The good life?
The shocking truth about living and working in the countryside
Reading time: 6 min
If you took a train from London to Gatwick Airport in Crawley, you’d be astonished by the breathtaking rural scenes.
It’s hard to imagine that one of the biggest cities in the world is surrounded by hundreds of thousands of hectares of farmland. But what was once an agricultural haven is now a vanishing way of life for many.
Landworker caught up with Unite Kent, Surrey and Sussex branch secretary Richard Neville, who was a tractor driver for over 40 years. In the last few years, Richard also worked as a fencing contractor.
Richard said that full-time jobs in agriculture have been decimated over the years.
“The nature of agricultural work has changed massively since I started in the 1970s,” he explained. “What we would term a traditional farm worker who actually lives on the farm has almost entirely vanished. Most arable work, and any farm work that involves machinery, is now done by contractors.”
Indeed, according to a Houses of Parliament research briefing on agriculture in Sussex, the entire agricultural labour force in Sussex in 2021 comprised little more than 10,000 workers. Of those, just 41 per cent were employed full-time.

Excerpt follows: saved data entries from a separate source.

//! Crewline scheduling engine.
//!
//! The mutating services of the workspace plus the projection refresher:
//!
//! - [`AssignmentManager`] — the only mutator of the bidirectional
//!   Operator↔Event relation; enforces referential consistency across both
//!   collections.
//! - [`ShiftTracker`] — shift scheduling inside an event's window and
//!   append-only attendance capture.
//! - [`ProjectionRefresher`] — recomputes payroll and staffing KPIs from a
//!   fresh snapshot on every change-bus delivery.

pub mod assignment;
pub mod projections;
pub mod shifts;

pub use assignment::{AssignmentError, AssignmentManager};
pub use projections::{snapshot_derived, EventDerived, ProjectionRefresher};
pub use shifts::{ShiftError, ShiftTracker};
use bcrypt::DEFAULT_COST;

use crate::error::{QueueError, Result};

/// Minimum accepted password length.
pub const MIN_PASSWORD_LENGTH: usize = 6;

/// bcrypt operates on at most 72 bytes.
pub const MAX_PASSWORD_LENGTH: usize = 72;

pub fn validate(password: &str) -> Result<()> {
    if password.len() < MIN_PASSWORD_LENGTH {
        return Err(QueueError::Validation(format!(
            "Password must be at least {} characters",
            MIN_PASSWORD_LENGTH
        )));
    }
    if password.len() > MAX_PASSWORD_LENGTH {
        return Err(QueueError::Validation(format!(
            "Password must be at most {} characters",
            MAX_PASSWORD_LENGTH
        )));
    }
    Ok(())
}

/// Hash a password with bcrypt on the blocking pool.
pub async fn hash(password: &str) -> Result<String> {
    let password = password.to_string();
    tokio::task::spawn_blocking(move || {
        bcrypt::hash(password, DEFAULT_COST).map_err(|e| QueueError::Store(e.to_string()))
    })
    .await
    .map_err(|e| QueueError::Store(format!("hashing task failed: {}", e)))?
}

/// Verify a password against a stored bcrypt hash on the blocking pool.
pub async fn verify(password: &str, hashed: &str) -> Result<bool> {
    let password = password.to_string();
    let hashed = hashed.to_string();
    tokio::task::spawn_blocking(move || {
        bcrypt::verify(password, &hashed).map_err(|e| QueueError::Store(e.to_string()))
    })
    .await
    .map_err(|e| QueueError::Store(format!("verify task failed: {}", e)))?
}

#[cfg(test)]
mod tests {
    use super::*;

    #[test]
    fn rejects_short_passwords() {
        assert!(validate("abc").is_err());
        assert!(validate("abcdef").is_ok());
    }

    #[test]
    fn rejects_oversized_passwords() {
        let long = "x".repeat(MAX_PASSWORD_LENGTH + 1);
        assert!(validate(&long).is_err());
    }

    #[tokio::test]
    async fn hash_then_verify_round_trip() {
        let hashed = hash("correct horse").await.unwrap();
        assert!(verify("correct horse", &hashed).await.unwrap());
        assert!(!verify("wrong horse", &hashed).await.unwrap());
    }
}
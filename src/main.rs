use std::net::SocketAddr;
use std::path::PathBuf;

use clap::Parser;
use tracing_subscriber::EnvFilter;

use shopqueue::auth::password;
use shopqueue::config::{AppConfig, UnclaimPolicy};
use shopqueue::http::{router, ApiState};
use shopqueue::shutdown::install_shutdown_handler;

#[derive(Parser, Debug)]
#[command(name = "shopqueue")]
#[command(version)]
#[command(about = "Job queue tracker for a machine shop floor")]
struct Args {
    /// Port to listen on
    #[arg(long, default_value = "8080")]
    port: u16,

    /// Address to bind
    #[arg(long, default_value = "127.0.0.1")]
    bind: String,

    /// Directory for uploaded files (G-code, drawings, completion photos)
    #[arg(long, default_value = "data/files")]
    data_dir: PathBuf,

    /// Public base URL prefixed to returned file references
    #[arg(long)]
    public_url: Option<String>,

    /// Seed an approved admin account on first start, "email:password"
    #[arg(long)]
    bootstrap_admin: Option<String>,

    /// Bearer session lifetime in hours
    #[arg(long, default_value = "168")]
    session_ttl_hours: i64,

    /// Only the claimant (or an admin) may release a claimed job
    #[arg(long)]
    strict_unclaim: bool,
}

fn parse_bootstrap_admin(raw: &str) -> Option<(String, String)> {
    let (email, password) = raw.split_once(':')?;
    if email.is_empty() || password.is_empty() {
        return None;
    }
    Some((email.to_string(), password.to_string()))
}

#[tokio::main]
async fn main() -> Result<(), Box<dyn std::error::Error>> {
    let args = Args::parse();

    tracing_subscriber::fmt()
        .with_env_filter(
            EnvFilter::try_from_default_env().unwrap_or_else(|_| EnvFilter::new("info")),
        )
        .init();

    let listen_addr: SocketAddr = format!("{}:{}", args.bind, args.port).parse()?;
    let public_url = args
        .public_url
        .unwrap_or_else(|| format!("http://{}", listen_addr));

    let unclaim_policy = if args.strict_unclaim {
        UnclaimPolicy::ClaimantOnly
    } else {
        UnclaimPolicy::Anyone
    };

    let config = AppConfig::new(listen_addr)
        .with_storage_root(args.data_dir)
        .with_public_base(public_url)
        .with_unclaim_policy(unclaim_policy)
        .with_session_ttl_hours(args.session_ttl_hours);

    tracing::info!(
        listen_addr = %config.listen_addr,
        storage_root = %config.storage.root.display(),
        unclaim_policy = ?config.unclaim_policy,
        "Starting shopqueue"
    );

    let state = ApiState::new(config.clone());

    // Seed an admin so someone can approve the first signups.
    if let Some(raw) = args.bootstrap_admin.as_deref() {
        let (email, admin_password) =
            parse_bootstrap_admin(raw).ok_or("--bootstrap-admin expects email:password")?;
        let mut directory = state.directory.write().await;
        if directory.is_empty() {
            let hash = password::hash(&admin_password).await?;
            let profile = directory.create_admin(&email, "Shop Admin", hash)?;
            tracing::info!(user_id = %profile.id, email = %profile.email, "Bootstrap admin created");
        } else {
            tracing::warn!("Directory not empty, skipping bootstrap admin");
        }
    }

    tokio::fs::create_dir_all(state.attachments.root()).await?;

    let shutdown = install_shutdown_handler();
    let app = router(state);
    let listener = tokio::net::TcpListener::bind(config.listen_addr).await?;
    tracing::info!(addr = %config.listen_addr, "Listening");

    axum::serve(listener, app)
        .with_graceful_shutdown(async move { shutdown.cancelled().await })
        .await?;

    tracing::info!("Shutdown complete");
    Ok(())
}
use std::path::{Path, PathBuf};

use uuid::Uuid;

use crate::config::StorageConfig;
use crate::error::{QueueError, Result};

/// Stores uploaded binaries on disk and hands back publicly resolvable
/// URLs.
///
/// Files land under `<root>/<category>/<uuid>.<ext>`; the original
/// filename only contributes its extension, so path traversal in the
/// upload name is a non-issue.
#[derive(Debug, Clone)]
pub struct AttachmentStore {
    root: PathBuf,
    public_base: String,
    max_bytes: usize,
}

impl AttachmentStore {
    pub fn new(config: &StorageConfig) -> Self {
        Self {
            root: config.root.clone(),
            public_base: config.public_base.trim_end_matches('/').to_string(),
            max_bytes: config.max_upload_bytes,
        }
    }

    /// Directory that holds all stored files; the HTTP layer serves it
    /// read-only under `/files`.
    pub fn root(&self) -> &Path {
        &self.root
    }

    /// Save an upload under a category, returning its public URL.
    pub async fn save(&self, category: &str, original_name: &str, bytes: &[u8]) -> Result<String> {
        if bytes.is_empty() {
            return Err(QueueError::Validation("Empty upload".to_string()));
        }
        if bytes.len() > self.max_bytes {
            return Err(QueueError::Validation(format!(
                "Upload exceeds the {} byte limit",
                self.max_bytes
            )));
        }
        let category = sanitize_segment(category)?;
        let file_name = match extension_of(original_name) {
            Some(ext) => format!("{}.{}", Uuid::new_v4(), ext),
            None => Uuid::new_v4().to_string(),
        };

        let dir = self.root.join(&category);
        tokio::fs::create_dir_all(&dir).await?;
        let path = dir.join(&file_name);
        tokio::fs::write(&path, bytes).await?;
        tracing::info!(path = %path.display(), size = bytes.len(), "Attachment stored");

        Ok(format!(
            "{}/files/{}/{}",
            self.public_base, category, file_name
        ))
    }
}

/// A single path segment: no separators, no dot-dot, not empty.
fn sanitize_segment(segment: &str) -> Result<String> {
    let segment = segment.trim();
    if segment.is_empty()
        || segment == ".."
        || segment
            .chars()
            .any(|c| !(c.is_ascii_alphanumeric() || c == '-' || c == '_'))
    {
        return Err(QueueError::Validation(format!(
            "Invalid upload category: {:?}",
            segment
        )));
    }
    Ok(segment.to_string())
}

/// Extension of the uploaded filename, if it has a usable one.
fn extension_of(name: &str) -> Option<String> {
    let ext = Path::new(name).extension()?.to_str()?;
    let ext: String = ext
        .chars()
        .filter(|c| c.is_ascii_alphanumeric())
        .take(10)
        .collect::<String>()
        .to_lowercase();
    if ext.is_empty() {
        None
    } else {
        Some(ext)
    }
}

#[cfg(test)]
mod tests {
    use super::*;

    #[test]
    fn category_must_be_a_plain_segment() {
        assert!(sanitize_segment("cam-jobs").is_ok());
        assert!(sanitize_segment("completed").is_ok());
        assert!(sanitize_segment("../etc").is_err());
        assert!(sanitize_segment("a/b").is_err());
        assert!(sanitize_segment("").is_err());
    }

    #[test]
    fn extension_comes_from_the_original_name() {
        assert_eq!(extension_of("part.NC").as_deref(), Some("nc"));
        assert_eq!(extension_of("photo.final.jpg").as_deref(), Some("jpg"));
        assert_eq!(extension_of("no_extension"), None);
    }
}
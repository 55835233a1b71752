use axum::{
    extract::{Path, State},
    http::HeaderMap,
    Json,
};
use serde::Deserialize;
use uuid::Uuid;

use crate::auth::{Capability, Profile, Role};
use crate::error::Result;
use crate::http::{current_user, require, ApiState};

/// All accounts, newest first. Admin panel listing.
pub async fn list_users(
    State(state): State<ApiState>,
    headers: HeaderMap,
) -> Result<Json<Vec<Profile>>> {
    let user = current_user(&state, &headers).await?;
    require(&user, Capability::ManageUsers)?;

    Ok(Json(state.directory.read().await.list()))
}

#[derive(Deserialize)]
pub struct ApprovalRequest {
    approved: bool,
}

pub async fn set_approval(
    State(state): State<ApiState>,
    headers: HeaderMap,
    Path(id): Path<Uuid>,
    Json(req): Json<ApprovalRequest>,
) -> Result<Json<Profile>> {
    let user = current_user(&state, &headers).await?;
    require(&user, Capability::ManageUsers)?;

    let profile = state
        .directory
        .write()
        .await
        .set_approval(&id, req.approved)?;
    Ok(Json(profile))
}

#[derive(Deserialize)]
pub struct RoleRequest {
    role: Role,
}

pub async fn set_role(
    State(state): State<ApiState>,
    headers: HeaderMap,
    Path(id): Path<Uuid>,
    Json(req): Json<RoleRequest>,
) -> Result<Json<Profile>> {
    let user = current_user(&state, &headers).await?;
    require(&user, Capability::ManageUsers)?;

    let profile = state.directory.write().await.set_role(&id, req.role)?;
    Ok(Json(profile))
}
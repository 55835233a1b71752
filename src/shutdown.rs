use tokio::signal::unix::{signal, SignalKind};
use tokio_util::sync::CancellationToken;

/// Install a shutdown handler for SIGTERM and ctrl-c.
///
/// Returns a `CancellationToken` that is cancelled when either arrives.
/// The HTTP server waits on it and drains in-flight requests before
/// exiting; pending client actions simply see their last response.
pub fn install_shutdown_handler() -> CancellationToken {
    let token = CancellationToken::new();
    let token_clone = token.clone();

    tokio::spawn(async move {
        let mut sigterm =
            signal(SignalKind::terminate()).expect("failed to install SIGTERM handler");

        tokio::select! {
            _ = sigterm.recv() => {
                tracing::info!("Received SIGTERM, draining requests");
            }
            result = tokio::signal::ctrl_c() => {
                if let Err(e) = result {
                    tracing::error!(error = %e, "ctrl-c handler failed, shutting down");
                } else {
                    tracing::info!("Received ctrl-c, draining requests");
                }
            }
        }

        token_clone.cancel();
    });

    token
}
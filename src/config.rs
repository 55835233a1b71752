use std::net::SocketAddr;
use std::path::PathBuf;

/// Policy for who may release a claimed job back to the queue.
///
/// The shop floor convention is that anyone can unclaim a job (covering
/// for a machinist who went home), but stricter shops can limit it to the
/// claimant themselves.
#[derive(Debug, Clone, Copy, PartialEq, Eq, Default)]
pub enum UnclaimPolicy {
    /// Any machinist or admin may unclaim any in-progress job.
    #[default]
    Anyone,
    /// Only the user who claimed the job (or an admin) may unclaim it.
    ClaimantOnly,
}

/// Configuration for attachment storage.
///
/// Uploaded files (G-code, drawings, completion photos) are written under
/// `root` and served back at `<public_base>/files/...`.
#[derive(Debug, Clone)]
pub struct StorageConfig {
    /// Directory that holds uploaded files.
    pub root: PathBuf,
    /// Base URL prefixed to returned file references.
    pub public_base: String,
    /// Maximum accepted upload size in bytes.
    pub max_upload_bytes: usize,
}

impl Default for StorageConfig {
    fn default() -> Self {
        Self {
            root: PathBuf::from("data/files"),
            public_base: "http://127.0.0.1:8080".to_string(),
            max_upload_bytes: 25 * 1024 * 1024,
        }
    }
}

#[derive(Debug, Clone)]
pub struct AppConfig {
    pub listen_addr: SocketAddr,
    pub storage: StorageConfig,
    pub unclaim_policy: UnclaimPolicy,
    /// Bearer session lifetime in hours.
    pub session_ttl_hours: i64,
}

impl Default for AppConfig {
    fn default() -> Self {
        Self {
            // SAFETY: This is a hardcoded valid address that will always parse
            listen_addr: "127.0.0.1:8080"
                .parse()
                .expect("default listen address is valid"),
            storage: StorageConfig::default(),
            unclaim_policy: UnclaimPolicy::default(),
            session_ttl_hours: 24 * 7,
        }
    }
}

impl AppConfig {
    pub fn new(listen_addr: SocketAddr) -> Self {
        Self {
            listen_addr,
            ..Default::default()
        }
    }

    pub fn with_storage_root(mut self, root: PathBuf) -> Self {
        self.storage.root = root;
        self
    }

    pub fn with_public_base(mut self, base: impl Into<String>) -> Self {
        self.storage.public_base = base.into();
        self
    }

    pub fn with_unclaim_policy(mut self, policy: UnclaimPolicy) -> Self {
        self.unclaim_policy = policy;
        self
    }

    pub fn with_session_ttl_hours(mut self, hours: i64) -> Self {
        self.session_ttl_hours = hours;
        self
    }
}

#[cfg(test)]
mod tests {
    use super::*;

    #[test]
    fn storage_config_default() {
        let cfg = StorageConfig::default();
        assert_eq!(cfg.root, PathBuf::from("data/files"));
        assert_eq!(cfg.public_base, "http://127.0.0.1:8080");
        assert_eq!(cfg.max_upload_bytes, 25 * 1024 * 1024);
    }

    #[test]
    fn app_config_default() {
        let cfg = AppConfig::default();
        assert_eq!(cfg.listen_addr.to_string(), "127.0.0.1:8080");
        assert_eq!(cfg.unclaim_policy, UnclaimPolicy::Anyone);
        assert_eq!(cfg.session_ttl_hours, 168);
    }

    #[test]
    fn app_config_new() {
        let addr: SocketAddr = "0.0.0.0:9000".parse().unwrap();
        let cfg = AppConfig::new(addr);
        assert_eq!(cfg.listen_addr, addr);
        assert_eq!(cfg.unclaim_policy, UnclaimPolicy::Anyone);
    }

    #[test]
    fn app_config_builders() {
        let cfg = AppConfig::default()
            .with_storage_root(PathBuf::from("/tmp/shopqueue"))
            .with_public_base("https://queue.shop.example")
            .with_unclaim_policy(UnclaimPolicy::ClaimantOnly)
            .with_session_ttl_hours(8);
        assert_eq!(cfg.storage.root, PathBuf::from("/tmp/shopqueue"));
        assert_eq!(cfg.storage.public_base, "https://queue.shop.example");
        assert_eq!(cfg.unclaim_policy, UnclaimPolicy::ClaimantOnly);
        assert_eq!(cfg.session_ttl_hours, 8);
    }
}
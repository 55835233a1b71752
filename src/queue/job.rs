use chrono::{DateTime, Utc};
use serde::{Deserialize, Serialize};
use uuid::Uuid;

#[derive(Debug, Clone, Copy, PartialEq, Eq, Serialize, Deserialize)]
pub enum JobStatus {
    Pending,
    #[serde(rename = "In Progress")]
    InProgress,
    Completed,
    #[serde(rename = "On Hold")]
    OnHold,
}

impl std::fmt::Display for JobStatus {
    fn fmt(&self, f: &mut std::fmt::Formatter<'_>) -> std::fmt::Result {
        match self {
            JobStatus::Pending => write!(f, "Pending"),
            JobStatus::InProgress => write!(f, "In Progress"),
            JobStatus::Completed => write!(f, "Completed"),
            JobStatus::OnHold => write!(f, "On Hold"),
        }
    }
}

#[derive(Debug, Clone, Copy, PartialEq, Eq, Serialize, Deserialize)]
pub enum JobType {
    #[serde(rename = "CAM")]
    Cam,
    Machining,
}

impl std::fmt::Display for JobType {
    fn fmt(&self, f: &mut std::fmt::Formatter<'_>) -> std::fmt::Result {
        match self {
            JobType::Cam => write!(f, "CAM"),
            JobType::Machining => write!(f, "Machining"),
        }
    }
}

#[derive(Debug, Clone, Copy, PartialEq, Eq, Serialize, Deserialize)]
pub enum Priority {
    Urgent,
    High,
    Medium,
    Low,
}

impl Priority {
    /// Ordinal used as a sort key: Urgent sorts before Low.
    pub fn rank(self) -> u8 {
        match self {
            Priority::Urgent => 0,
            Priority::High => 1,
            Priority::Medium => 2,
            Priority::Low => 3,
        }
    }
}

impl std::fmt::Display for Priority {
    fn fmt(&self, f: &mut std::fmt::Formatter<'_>) -> std::fmt::Result {
        match self {
            Priority::Urgent => write!(f, "Urgent"),
            Priority::High => write!(f, "High"),
            Priority::Medium => write!(f, "Medium"),
            Priority::Low => write!(f, "Low"),
        }
    }
}

/// A part request tracked through the queue.
#[derive(Debug, Clone, Serialize, Deserialize)]
pub struct Job {
    pub id: Uuid,
    #[serde(rename = "type")]
    pub job_type: JobType,
    pub part_name: String,
    pub requester: String,
    pub description: Option<String>,
    pub quantity: u32,
    pub material: Option<String>,
    pub status: JobStatus,
    pub priority: Priority,
    /// Explicit manual rank; overrides priority-based ordering when set.
    pub display_order: Option<i64>,
    pub claimed_by: Option<Uuid>,
    pub est_minutes: Option<u32>,
    pub g_code_url: Option<String>,
    pub drawing_url: Option<String>,
    pub completion_image_url: Option<String>,
    pub created_at: DateTime<Utc>,
    pub completed_at: Option<DateTime<Utc>>,
}

/// Fields supplied by the submission form; everything else starts at its
/// queue-entry default (Pending, unclaimed, no explicit order).
#[derive(Debug, Clone)]
pub struct JobDraft {
    pub job_type: JobType,
    pub part_name: String,
    pub requester: String,
    pub description: Option<String>,
    pub quantity: u32,
    pub material: Option<String>,
    pub priority: Priority,
    pub est_minutes: Option<u32>,
    pub g_code_url: Option<String>,
    pub drawing_url: Option<String>,
}

impl Job {
    pub fn new(draft: JobDraft) -> Self {
        Self::with_id(Uuid::new_v4(), draft, Utc::now())
    }

    pub fn with_id(id: Uuid, draft: JobDraft, created_at: DateTime<Utc>) -> Self {
        Self {
            id,
            job_type: draft.job_type,
            part_name: draft.part_name,
            requester: draft.requester,
            description: draft.description,
            quantity: draft.quantity,
            material: draft.material,
            status: JobStatus::Pending,
            priority: draft.priority,
            display_order: None,
            claimed_by: None,
            est_minutes: draft.est_minutes,
            g_code_url: draft.g_code_url,
            drawing_url: draft.drawing_url,
            completion_image_url: None,
            created_at,
            completed_at: None,
        }
    }

    /// "2h 30m" style estimate for display, if one was given.
    pub fn est_time(&self) -> Option<String> {
        self.est_minutes
            .map(|m| format!("{}h {}m", m / 60, m % 60))
    }
}

#[cfg(test)]
mod tests {
    use super::*;

    fn draft() -> JobDraft {
        JobDraft {
            job_type: JobType::Machining,
            part_name: "Intake Plate v2".to_string(),
            requester: "Dana".to_string(),
            description: None,
            quantity: 1,
            material: Some("6061".to_string()),
            priority: Priority::Medium,
            est_minutes: Some(150),
            g_code_url: None,
            drawing_url: None,
        }
    }

    #[test]
    fn new_job_enters_queue_unclaimed() {
        let job = Job::new(draft());
        assert_eq!(job.status, JobStatus::Pending);
        assert!(job.claimed_by.is_none());
        assert!(job.display_order.is_none());
        assert!(job.completed_at.is_none());
    }

    #[test]
    fn est_time_formats_hours_and_minutes() {
        let job = Job::new(draft());
        assert_eq!(job.est_time().as_deref(), Some("2h 30m"));

        let mut d = draft();
        d.est_minutes = None;
        assert!(Job::new(d).est_time().is_none());
    }

    #[test]
    fn status_serializes_by_display_name() {
        let s = serde_json::to_string(&JobStatus::InProgress).unwrap();
        assert_eq!(s, "\"In Progress\"");
        let s = serde_json::to_string(&JobType::Cam).unwrap();
        assert_eq!(s, "\"CAM\"");
    }

    #[test]
    fn priority_ranks_are_ordered() {
        assert!(Priority::Urgent.rank() < Priority::High.rank());
        assert!(Priority::High.rank() < Priority::Medium.rank());
        assert!(Priority::Medium.rank() < Priority::Low.rank());
    }
}
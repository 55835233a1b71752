use std::collections::HashMap;

use chrono::{DateTime, Duration, Utc};
use uuid::Uuid;

#[derive(Debug, Clone)]
struct Session {
    user_id: Uuid,
    issued_at: DateTime<Utc>,
}

/// Bearer-token sessions with a fixed lifetime.
///
/// Tokens are opaque uuids; expired entries are pruned lazily whenever a
/// token is resolved.
#[derive(Debug)]
pub struct SessionStore {
    sessions: HashMap<Uuid, Session>,
    ttl: Duration,
}

impl SessionStore {
    pub fn new(ttl_hours: i64) -> Self {
        Self {
            sessions: HashMap::new(),
            ttl: Duration::hours(ttl_hours),
        }
    }

    /// Issue a fresh token for a signed-in user.
    pub fn issue(&mut self, user_id: Uuid) -> Uuid {
        let token = Uuid::new_v4();
        self.sessions.insert(
            token,
            Session {
                user_id,
                issued_at: Utc::now(),
            },
        );
        token
    }

    /// Look up the user behind a token, dropping it if it has expired.
    pub fn resolve(&mut self, token: &Uuid) -> Option<Uuid> {
        let expired = match self.sessions.get(token) {
            Some(s) => Utc::now() - s.issued_at > self.ttl,
            None => return None,
        };
        if expired {
            self.sessions.remove(token);
            return None;
        }
        self.sessions.get(token).map(|s| s.user_id)
    }

    pub fn revoke(&mut self, token: &Uuid) {
        self.sessions.remove(token);
    }

    pub fn len(&self) -> usize {
        self.sessions.len()
    }

    pub fn is_empty(&self) -> bool {
        self.sessions.is_empty()
    }
}

#[cfg(test)]
mod tests {
    use super::*;

    #[test]
    fn issued_token_resolves_to_user() {
        let mut store = SessionStore::new(1);
        let user = Uuid::new_v4();
        let token = store.issue(user);
        assert_eq!(store.resolve(&token), Some(user));
    }

    #[test]
    fn unknown_token_does_not_resolve() {
        let mut store = SessionStore::new(1);
        assert_eq!(store.resolve(&Uuid::new_v4()), None);
    }

    #[test]
    fn revoked_token_does_not_resolve() {
        let mut store = SessionStore::new(1);
        let token = store.issue(Uuid::new_v4());
        store.revoke(&token);
        assert_eq!(store.resolve(&token), None);
    }

    #[test]
    fn expired_token_is_pruned_on_resolve() {
        // Zero-hour ttl: everything is expired immediately.
        let mut store = SessionStore::new(0);
        let token = store.issue(Uuid::new_v4());
        assert_eq!(store.resolve(&token), None);
        assert!(store.is_empty());
    }
}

Richard highlighted in particular the decline in the number of dairy farms, which were once abundant in the area.
“There used to be many little farms when I first came to the village of Balcombe, with herds of 150 to 200 cows. Now that’s all gone – in the immediate area I know of only two farms with several hundred cows on each dairy unit. Even milking cows is now all contract labour – there just aren’t any proper jobs in the sector in this area anymore.”
The Argus highlighted several years ago the steep decline in dairy farms in Sussex – reporting that between 2002 and 2015, the number of dairy farms more than halved in West Sussex from 124 to only 60. The sharp drop, the newspaper noted, was driven in large part by supermarket milk price wars.
The decline in agricultural jobs in rural areas in Sussex has also been accompanied by a loss of an entire way of life. Many farm workers used to live in tied cottages, but as Richard highlights, these too have virtually disappeared.
The Rent Act (Agriculture) 1976 grants housing protection to farm workers living in tied housing and Richard’s father, who was also a farm worker, was on a board that decided on cases related to tied housing. Back when his father was on the board, there were hundreds of cases heard each and every year in the area.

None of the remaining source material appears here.